GreyCarpet · 20/06/2022 12:52

SunshinePie · 20/06/2022 09:25

If you’ve lived a life time suppressing emotions and feeling numb, when they start to emerge and you FEEL them it can be scary, overwhelming and all consuming. The see-saw has tipped the opposite way. In time it will return to equilibrium. You are doing the right thing expressing those emotions and letting them out. Men are notoriously bad at being emotionally supportive. And as you can see from this thread there are a few women who have not experience emotional pain and torment like you are going through. Emotional pain is felt in the same part of the brain as physical pain…we wouldn’t tell someone with a broken leg to “suck it up” and get on with things like a “normal” person.
I hope you can find some support locally.

There are a lot of support groups out there, there’s one called “adult children of alcoholics and dysfunctional families”…

www.adultchildrenofalcoholics.co.uk

You may find more understanding and compassion from people who have been through similar experiences to yourself.
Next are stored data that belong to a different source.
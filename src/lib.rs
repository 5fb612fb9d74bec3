// Library interface for syngate components
// Keeps config, console and reporting logic testable without a kernel

pub mod config;
pub mod console;
pub mod control;
pub mod stats;

#[cfg(target_os = "linux")]
pub mod ebpf_loader;

pub use syngate_common as classifier;
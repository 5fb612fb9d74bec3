use std::fmt;

/// Snapshot of the XDP counters
#[derive(Debug, Clone, Copy, Default, PartialEq, Eq)]
pub struct PacketStats {
    /// TCP/IPv4 frames the classifier parsed
    pub total_packets: u64,
    /// Connection attempts dropped
    pub dropped_packets: u64,
}

impl PacketStats {
    /// Parsed frames that were let through
    pub fn passed_packets(&self) -> u64 {
        self.total_packets.saturating_sub(self.dropped_packets)
    }

    /// Calculate drop rate percentage
    pub fn drop_rate(&self) -> f64 {
        if self.total_packets == 0 {
            0.0
        } else {
            (self.dropped_packets as f64 / self.total_packets as f64) * 100.0
        }
    }
}

impl fmt::Display for PacketStats {
    fn fmt(&self, f: &mut fmt::Formatter<'_>) -> fmt::Result {
        write!(
            f,
            "received {} packets, dropped {} packets",
            self.total_packets, self.dropped_packets
        )
    }
}

/// Remembers the last sample so unchanged counters are not reported again.
#[derive(Debug, Default)]
pub struct StatsReporter {
    last: PacketStats,
}

impl StatsReporter {
    pub fn new() -> Self {
        Self::default()
    }

    /// Returns the sample if either counter moved since the previous call
    pub fn observe(&mut self, sample: PacketStats) -> Option<PacketStats> {
        if sample == self.last {
            return None;
        }
        self.last = sample;
        Some(sample)
    }

    pub fn last(&self) -> PacketStats {
        self.last
    }
}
When you come out the other side you will be able to spot people who have done their own self-work and are self aware versus ignorant people who have never experienced trauma and don’t understand it one iota. Good luck xx

Whilst you're right, the OP (or anyone else) can't expect people to lie with her for prolonged periods while she is crying. The crying is normal. Expecting someone to be there with you every step of the way is unsustainable. He did give her emotional support but no one can be there for another person at all times. Life goes on and other things need to get done.

Watchkeys · 20/06/2022 13:00

@GreyCarpet

Your posts are heartless and cold. OP is going through a hard time. Crying is normal, as is expecting support from your spouse. 10 minutes isn't a prolonged period, and 'I'm off to Argos' isn't an appropriate response to OP's emotional state. If it was, she wouldn't have posted here.

HSperson · 20/06/2022 13:06

Thank you for the supportive posts. @GreyCarpet reminds me very much of my father, it could of been my father writing that below reply so I'm well aware how cold people can be at times.